Tuesday, February 22, 2011

Inflation linked bonds have doubled but may not be best trade

Baring Asset Management –

If, as central bankers say, it is the exogenous factors, such as commodities and food, that are driving inflation higher, the ones that they cannot control, then it makes sense to get exposure to them.”

This is an interesting argument for commodity exposure but makes sense. If the commodity prices will always be independent of central ban action, it would seem that this is the area of most potential risk. Obviously, if the central bank wants to generate inflation, then inflation linked bonds would be a better option. However, governments actually control the measurement of inflation.

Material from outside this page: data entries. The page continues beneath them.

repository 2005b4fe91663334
//! Shared response envelope types for API handlers.
//!
//! All API responses use a `{ "data": ... }` envelope per project conventions.
//! Use [`DataResponse`] instead of ad-hoc `serde_json::json!({ "data": ... })`
//! to get compile-time type safety and consistent serialization.

use serde::Serialize;

/// Standard `{ "data": T }` response envelope.
///
/// Wraps any serializable payload in the project's standard response format.
///
/// # Example
///
/// ```ignore
/// Ok(Json(DataResponse { data: items }))
/// ```
#[derive(Debug, Serialize)]
pub struct DataResponse<T: Serialize> {
    pub data: T,
}
//! TeamPulse API server library.
//!
//! Exposes the building blocks (config, state, error handling, routes,
//! router assembly) so integration tests and the binary entrypoint can
//! both access them.

pub mod auth;
pub mod config;
pub mod error;
pub mod handlers;
pub mod middleware;
pub mod response;
pub mod router;
pub mod routes;
pub mod state;
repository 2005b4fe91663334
//! Handlers for the `/admin` tooling surface.
//!
//! The manual job trigger surfaces failures verbatim: an admin running
//! the analysis by hand is debugging, not browsing.

use axum::extract::State;
use axum::Json;

use teampulse_core::error::CoreError;
use teampulse_db::models::job_lock::JobLock;
use teampulse_db::repositories::JobLockRepo;
use teampulse_events::{kinds, DomainEvent};
use teampulse_jobs::cleanup::{self, UpdatePurge};
use teampulse_jobs::{AnalysisJob, AnalysisOutcome};

use crate::error::{AppError, AppResult};
use crate::middleware::rbac::RequireAdmin;
use crate::response::DataResponse;
use crate::state::AppState;

/// POST /api/v1/admin/jobs/nightly-analysis/run
///
/// Run the nightly analysis now, guarded by the same job lock the
/// scheduled run uses. Returns the run's report counts, or a `skipped`
/// outcome when another run holds the lock.
pub async fn run_nightly_analysis(
    RequireAdmin(auth): RequireAdmin,
    State(state): State<AppState>,
) -> AppResult<Json<DataResponse<AnalysisOutcome>>> {
    tracing::info!(admin_id = auth.user_id, "manual nightly analysis triggered");

    let job = AnalysisJob::new(
        state.pool.clone(),
        state.insights.clone(),
        state.push.clone(),
    );
    let outcome = job.run().await.map_err(|e| AppError::Job(e.to_string()))?;

    if let AnalysisOutcome::Completed { report } = &outcome {
        state.event_bus.publish(
            DomainEvent::new(kinds::ANALYSIS_COMPLETED)
                .with_actor(auth.user_id)
                .with_payload(serde_json::to_value(report).unwrap_or_default()),
        );
    }

    Ok(Json(DataResponse { data: outcome }))
}

/// GET /api/v1/admin/jobs/locks
///
/// List currently held job locks with their acquisition times.
pub async fn list_job_locks(
    RequireAdmin(_admin): RequireAdmin,
    State(state): State<AppState>,
) -> AppResult<Json<DataResponse<Vec<JobLock>>>> {
    let locks = JobLockRepo::list(&state.pool).await?;
    Ok(Json(DataResponse { data: locks }))
}

/// POST /api/v1/admin/cleanup/alerts
///
/// Delete every alert. Refused in production.
pub async fn cleanup_alerts(
    RequireAdmin(auth): RequireAdmin,
    State(state): State<AppState>,
) -> AppResult<Json<DataResponse<serde_json::Value>>> {
    ensure_not_production(&state)?;
    tracing::warn!(admin_id = auth.user_id, "admin requested alert purge");

    let deleted = cleanup::purge_alerts(&state.pool).await?;
    Ok(Json(DataResponse {
        data: serde_json::json!({ "deleted": deleted }),
    }))
}

/// POST /api/v1/admin/cleanup/updates
///
/// Delete every generated update across all three feeds. Refused in
/// production.
pub async fn cleanup_updates(
    RequireAdmin(auth): RequireAdmin,
    State(state): State<AppState>,
) -> AppResult<Json<DataResponse<UpdatePurge>>> {
    ensure_not_production(&state)?;
    tracing::warn!(admin_id = auth.user_id, "admin requested update purge");

    let purge = cleanup::purge_updates(&state.pool).await?;
    Ok(Json(DataResponse { data: purge }))
}

/// The cleanup routes exist for demo and test environments only.
///
/// This is an environment gate, not an authorization boundary; the routes
/// already require the admin role.
fn ensure_not_production(state: &AppState) -> Result<(), AppError> {
    if state.config.is_production() {
        return Err(AppError::Core(CoreError::Forbidden(
            "Cleanup endpoints are disabled in production".into(),
        )));
    }
    Ok(())
}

The supply of inflation linked bonds have increases substantially over the last five years with the size doubling in France, UK and the US, but the size of deficits have increased even more so the relative importance of inflation linked bonds may have diminished in many countries.

Governments may not want to stop the issuance because that will send a clear signal to the market that inflation is going higher, but they really do not want to index all of their debt to inflation rates which are headed higher. Certainly inflation rates are near their lows in many G10 countries and have trended higher.

Inflation linked bonds have not been a great deal for investors because real rates have moved into negative territory. Paying the government to hold your money when they also may control inflation is not something that seems to be a good trade.Currently 5 year TIPS in the US are trading at -.28 yields The 10-year TIP is positive at 1.13 percent.

So how can investors escape the inflation cycle? An investment in commodities may serve as a useful addition to portfolios.There will be a price gain from the movement in commodities with a cash return based on the investment in futures.